Die Veranstaltung mit dem Titel DRAMA WALKS wurde in zwei Programmblöcken durchgeführt, in denen die Stücke als szenische Lesungen präsentiert wurden. Die Lesungen wurden von Anja M. Wohlfahrt inszeniert und konzipiert, mit den großartigen Schauspielern Mathias Lodd and Ninja Reichert.

Zwischen den beiden Programmblöcken fand eine Podiumsdiskussion mit den Autor:innen, Übersetzer:innen, dem Kreativteam und dem anwesenden Publikum statt.
Moderiert von Wolfgang Barth, Elisabeth Schuster und Ana Trpenoska (Eurodram), wurden dabei wichtige Fragen im Zusammenhang mit den aktuellen Kontexten zur Sprache gebracht, darunter die Kriege und Konflikte in Europa und im Nahen Osten. Das Gespräch war für alle Beteiligten tief emotional, insbesondere weil es in einem trauernden Graz stattfand, das kurz zuvor durch den Amoklauf an einer Schule erschüttert worden war.

Während des Festivals haben wir Interviews mit den AutorInnen und ÜbersetzerInnen geführt, die in Kurze hier auf unserer Homepage veröffentlicht werden.

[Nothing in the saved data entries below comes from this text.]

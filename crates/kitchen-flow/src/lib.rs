//! # Kitchen Flow
//!
//! Order coordination for a food-service operation: kitchen preparation and, for
//! delivery orders, courier dispatch, plus sync bookkeeping for orders that arrive from
//! external channels.
//!
//! ## Core Components
//!
//! - **[model]**: pure data ([`Order`](model::Order), drafts, [`Integration`](model::Integration)).
//! - **[transitions]**: the single validator for both coupled state machines.
//! - **[order_actor]**: one [`EntityActor`](entity_actor::EntityActor) per order.
//! - **[store]**: [`OrderStore`](store::OrderStore), the only mutation entry point, and
//!   its write-behind [`Journal`](store::Journal).
//! - **[urgency]**: read-time urgency and the periodic [`UrgencyTicker`](urgency::UrgencyTicker).
//! - **[sync_tracker]**: external-channel sync status, retry and the polling worker.
//! - **[api]**: axum routes.
//! - **[lifecycle]**: [`KitchenSystem`](lifecycle::KitchenSystem) wiring and shutdown.

pub mod api;
pub mod clock;
pub mod config;
pub mod lifecycle;
pub mod model;
pub mod order_actor;
pub mod store;
pub mod sync_tracker;
pub mod transitions;
pub mod urgency;
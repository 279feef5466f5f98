//! # Order Store
//!
//! The authoritative collection of orders and the single entry point for every mutation.
//! Boards, the HTTP API and the sync tracker all go through [`OrderStore`]; the
//! validator runs inside each order's actor, so no call site can skip it.
//!
//! ## Layout
//!
//! ```text
//!  OrderStore ──directory (RwLock, lookup only)──► EntityClient<Order> ─► EntityActor (one per order)
//!                                                                             │ on_changed / on_removed
//!                                                                             ▼
//!                                                        JournalHandle ─► Journal ─► Storage
//! ```
//!
//! The directory lock is held only to look up, insert or remove a client. Transitions
//! run in the order's own actor, so two orders never wait on each other.

pub mod journal;
pub mod storage;

pub use journal::{Journal, JournalHandle, PersistenceHealth};
pub use storage::{JsonFileStorage, MemoryStorage, Storage, StorageError, StoredOrders};

use crate::clock::Clock;
use crate::model::{
    Channel, DeliveryStatus, KitchenStatus, Order, OrderDraft, OrderId, OrderType, SyncStatus,
};
use crate::order_actor::{self, OrderAction, OrderContext, OrderError};
use crate::transitions::Transition;
use entity_actor::{EntityClient, EntityObserver, Outcome};
use parking_lot::RwLock;
use serde::Deserialize;
use std::collections::HashMap;
use std::sync::atomic::{AtomicU32, Ordering};
use std::sync::Arc;
use tracing::{info, instrument};

/// Tuning knobs for [`OrderStore::open`].
#[derive(Debug, Clone, Copy)]
pub struct StoreOptions {
    /// Mailbox capacity of each order actor.
    pub mailbox_size: usize,
}

impl Default for StoreOptions {
    fn default() -> Self {
        Self { mailbox_size: 32 }
    }
}

/// Selection for [`OrderStore::list`]. All set criteria must match.
#[derive(Debug, Clone, PartialEq, Eq, Deserialize)]
#[serde(rename_all = "camelCase", default)]
pub struct OrderFilter {
    #[serde(rename = "type")]
    pub order_type: Option<OrderType>,
    pub kitchen_status: Option<KitchenStatus>,
    pub delivery_status: Option<DeliveryStatus>,
    pub channel: Option<Channel>,
    pub sync_status: Option<SyncStatus>,
    pub include_canceled: bool,
    /// Only orders that have not left the kitchen.
    pub in_kitchen: bool,
    /// Only orders with live (non-terminal) delivery tracking.
    pub in_delivery: bool,
}

impl Default for OrderFilter {
    fn default() -> Self {
        Self {
            order_type: None,
            kitchen_status: None,
            delivery_status: None,
            channel: None,
            sync_status: None,
            include_canceled: true,
            in_kitchen: false,
            in_delivery: false,
        }
    }
}

impl OrderFilter {
    /// What the kitchen board shows: live orders still in NUEVA, PREPARANDO or LISTA.
    pub fn kitchen_board() -> Self {
        Self {
            include_canceled: false,
            in_kitchen: true,
            ..Self::default()
        }
    }

    /// What the delivery board shows: live DELIVERY orders awaiting or out for delivery.
    pub fn delivery_board() -> Self {
        Self {
            order_type: Some(OrderType::Delivery),
            include_canceled: false,
            in_delivery: true,
            ..Self::default()
        }
    }

    pub fn sync(status: SyncStatus) -> Self {
        Self {
            sync_status: Some(status),
            ..Self::default()
        }
    }

    pub fn matches(&self, order: &Order) -> bool {
        if !self.include_canceled && order.is_canceled() {
            return false;
        }
        if self.in_kitchen && order.kitchen_status == KitchenStatus::Entregada {
            return false;
        }
        if self.in_delivery && !order.delivery_status.is_some_and(|s| !s.is_terminal()) {
            return false;
        }
        self.order_type.map_or(true, |t| order.order_type == t)
            && self.kitchen_status.map_or(true, |s| order.kitchen_status == s)
            && self
                .delivery_status
                .map_or(true, |s| order.delivery_status == Some(s))
            && self.channel.map_or(true, |c| order.channel() == c)
            && self.sync_status.map_or(true, |s| {
                order.integration.as_ref().map(|i| i.sync_status) == Some(s)
            })
    }
}

struct Inner {
    directory: RwLock<HashMap<OrderId, EntityClient<Order>>>,
    next_id: AtomicU32,
    journal: JournalHandle,
    context: OrderContext,
    options: StoreOptions,
}

/// Service object owning every live order. Cheap to clone; clones share state.
#[derive(Clone)]
pub struct OrderStore {
    inner: Arc<Inner>,
}

impl OrderStore {
    /// Restores the persisted collection, starts one actor per order and the journal.
    pub async fn open(
        storage: Arc<dyn Storage>,
        clock: Arc<dyn Clock>,
        options: StoreOptions,
    ) -> Result<Self, StorageError> {
        let stored = storage.load().await?;
        let next_id = stored.resume_id();

        let (journal, handle) = Journal::new(storage, &stored);
        tokio::spawn(journal.run());

        let store = Self {
            inner: Arc::new(Inner {
                directory: RwLock::new(HashMap::new()),
                next_id: AtomicU32::new(next_id),
                journal: handle,
                context: OrderContext { clock },
                options,
            }),
        };
        let restored = stored.orders.len();
        for order in stored.orders {
            store.spawn(order);
        }
        info!(restored, next_id, "Order store opened");
        Ok(store)
    }

    fn spawn(&self, order: Order) -> EntityClient<Order> {
        let id = order.id;
        let observer: Arc<dyn EntityObserver<Order>> = Arc::new(self.inner.journal.clone());
        let client = order_actor::spawn(
            order,
            self.inner.options.mailbox_size,
            observer,
            self.inner.context.clone(),
        );
        self.inner.directory.write().insert(id, client.clone());
        client
    }

    fn client(&self, id: OrderId) -> Result<EntityClient<Order>, OrderError> {
        self.inner
            .directory
            .read()
            .get(&id)
            .cloned()
            .ok_or(OrderError::NotFound(id))
    }

    /// Validates the draft, assigns id, number and `createdAt`, and persists the order.
    #[instrument(skip(self, draft), fields(order_type = %draft.order_type, channel = %draft.channel))]
    pub async fn create_order(&self, draft: OrderDraft) -> Result<Order, OrderError> {
        draft.validate()?;
        let id = OrderId(self.inner.next_id.fetch_add(1, Ordering::SeqCst));
        let order = Order::from_draft(id, draft, self.inner.context.clock.now())?;

        self.inner.journal.record(&order);
        self.spawn(order.clone());
        info!(order_id = %id, order_number = %order.order_number, "Order created");
        Ok(order)
    }

    /// Last committed state of one order.
    pub fn get(&self, id: OrderId) -> Result<Order, OrderError> {
        Ok(self.client(id)?.snapshot())
    }

    /// Snapshots of the matching orders, oldest first.
    pub fn list(&self, filter: &OrderFilter) -> Vec<Order> {
        let clients: Vec<EntityClient<Order>> =
            self.inner.directory.read().values().cloned().collect();
        let mut orders: Vec<Order> = clients
            .iter()
            .map(EntityClient::snapshot)
            .filter(|o| filter.matches(o))
            .collect();
        orders.sort_by(|a, b| a.created_at.cmp(&b.created_at).then(a.id.cmp(&b.id)));
        orders
    }

    /// Runs `action` on one order. With `expected_version` set, a concurrent change in
    /// between fails the call with [`OrderError::Conflict`].
    pub async fn apply(
        &self,
        id: OrderId,
        action: OrderAction,
        expected_version: Option<u64>,
    ) -> Result<Outcome<Order>, OrderError> {
        let client = self.client(id)?;
        client
            .perform_action(action, expected_version)
            .await
            .map_err(|e| e.for_order(id))
    }

    async fn transition(&self, id: OrderId, transition: Transition) -> Result<Order, OrderError> {
        Ok(self.apply(id, transition.into(), None).await?.entity)
    }

    #[instrument(skip(self), fields(order_id = %id))]
    pub async fn set_kitchen_status(
        &self,
        id: OrderId,
        next: KitchenStatus,
    ) -> Result<Order, OrderError> {
        self.transition(id, Transition::Kitchen(next)).await
    }

    #[instrument(skip(self), fields(order_id = %id))]
    pub async fn mark_as_delivered(&self, id: OrderId) -> Result<Order, OrderError> {
        self.transition(id, Transition::MarkDelivered).await
    }

    #[instrument(skip(self), fields(order_id = %id))]
    pub async fn send_to_delivery(&self, id: OrderId) -> Result<Order, OrderError> {
        self.transition(id, Transition::SendToDelivery).await
    }

    #[instrument(skip(self), fields(order_id = %id))]
    pub async fn set_delivery_status(
        &self,
        id: OrderId,
        next: DeliveryStatus,
    ) -> Result<Order, OrderError> {
        self.transition(id, Transition::Delivery(next)).await
    }

    #[instrument(skip(self, courier_id, courier_name), fields(order_id = %id))]
    pub async fn assign_courier(
        &self,
        id: OrderId,
        courier_id: impl Into<String>,
        courier_name: impl Into<String>,
    ) -> Result<Order, OrderError> {
        self.transition(
            id,
            Transition::AssignCourier {
                courier_id: courier_id.into(),
                courier_name: courier_name.into(),
            },
        )
        .await
    }

    #[instrument(skip(self, reason), fields(order_id = %id))]
    pub async fn cancel_order(
        &self,
        id: OrderId,
        reason: impl Into<String>,
    ) -> Result<Order, OrderError> {
        self.transition(
            id,
            Transition::Cancel {
                reason: reason.into(),
            },
        )
        .await
    }

    /// Removes a handed-off or canceled order. Returns `false` for active orders.
    #[instrument(skip(self), fields(order_id = %id))]
    pub async fn delete_order(&self, id: OrderId) -> Result<bool, OrderError> {
        let client = self.client(id)?;
        let deleted = client.delete().await.map_err(|e| e.for_order(id))?;
        if deleted {
            self.inner.directory.write().remove(&id);
            info!("Order deleted");
        }
        Ok(deleted)
    }

    pub fn persistence_health(&self) -> PersistenceHealth {
        self.inner.journal.health()
    }

    /// Waits until every change committed so far has been handed to storage.
    pub async fn flush(&self) -> PersistenceHealth {
        self.inner.journal.flush().await
    }

    pub fn len(&self) -> usize {
        self.inner.directory.read().len()
    }

    pub fn is_empty(&self) -> bool {
        self.len() == 0
    }

    pub fn clock(&self) -> Arc<dyn Clock> {
        self.inner.context.clock.clone()
    }
}
//! Orders API Module
//!
//! REST surface over [`OrderStore`] and [`IntegrationSyncTracker`], mounted under `/api`.

pub mod error;
pub mod handler;

use crate::store::OrderStore;
use crate::sync_tracker::IntegrationSyncTracker;
use crate::urgency::{UrgencyPolicy, UrgencyReport};
use axum::routing::{get, post};
use axum::Router;
use tokio::sync::watch;
use tower_http::trace::TraceLayer;

/// Shared handler state. Cheap to clone.
#[derive(Clone)]
pub struct AppState {
    pub store: OrderStore,
    pub tracker: IntegrationSyncTracker,
    pub policy: UrgencyPolicy,
    pub urgency: watch::Receiver<UrgencyReport>,
}

pub fn router(state: AppState) -> Router {
    Router::new()
        .nest("/api", api_routes())
        .layer(TraceLayer::new_for_http())
        .with_state(state)
}

fn api_routes() -> Router<AppState> {
    Router::new()
        .route("/orders", get(handler::list).post(handler::create))
        .route(
            "/orders/{id}",
            get(handler::get_by_id).delete(handler::delete),
        )
        .route("/orders/{id}/kitchen-status", post(handler::set_kitchen_status))
        .route("/orders/{id}/deliver", post(handler::mark_as_delivered))
        .route("/orders/{id}/send-to-delivery", post(handler::send_to_delivery))
        .route("/orders/{id}/delivery-status", post(handler::set_delivery_status))
        .route("/orders/{id}/courier", post(handler::assign_courier))
        .route("/orders/{id}/cancel", post(handler::cancel))
        .route("/orders/{id}/sync/retry", post(handler::retry_sync))
        .route("/boards/kitchen", get(handler::kitchen_board))
        .route("/boards/delivery", get(handler::delivery_board))
        .route("/urgency", get(handler::urgency))
        .route("/health", get(handler::health))
}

Wir bedanken uns herzlich beim Team des Dramatikerinnen Festivals dafür, dass wir Teil des Programms sein durften und dafür, dass es trotz gekürzter Budgets und
herausfordernder gesellschaftlich-politischer Rahmenbedingungen die Durchführung eines so wichtigen Festivals möglich gemacht hat.

English version:

DRAMA WALKS Dramatists‘ Festival Graz

14.06.2025: Presentation of the German speaking committee Selection 2025 during the Dramatists‘ Festival Graz

On June 14, 2025, in collaboration with the Dramatists‘ Festival in Graz, the German-speaking committee presented the three plays selected this year:

„Götterspiel: Theatrical Investigation of a War Crime“ (Voskhod bogov) by Marius Ivaškevičius.
Translated by Ruth Altenhofer, Johanna Marx, Claudia Zecher.
Original language: Russian.

„Whistling“ (שריקה) by Hadar Galron, based on an autobiographical story by Jacob Buchan
Translated by Matthias Naumann
Original language: Hebrew.

„Sorex“ by Tomáš Ráliš
Translated by Maira Neubert
Original language: Czech.

The event, titled DRAMA WALKS, was scheduled in two sessions, during which the playswere presented as staged readings. The readings were directed and conceived by Anja M. Wohlfahrt, featuring the wonderful actors Mathias Lodd and Ninja Reichert.
Between the two sessions, a panel discussion took place with the authors and translators, along with the creative team and the present audience. Moderated by Wolfgang Barth, Elisabeth Schuster and Ana Trpenoska (Eurodram), the discussion raised important questions related to current contexts, including ongoing wars and conflicts in Europe and the Middle East. The conversation was deeply emotional for all participants, especially as it took place in a grieving Graz, still reeling from the recent school shooting.
During the festival, we conducted interviews with the authors and the translators, which will soon be published here on our homepage.
We would like to thank the team of the Dramatists‘ Festival for having us in the program and for making it possible to organize such an important festival, despite reduced budgets and challenging socio-political circumstances.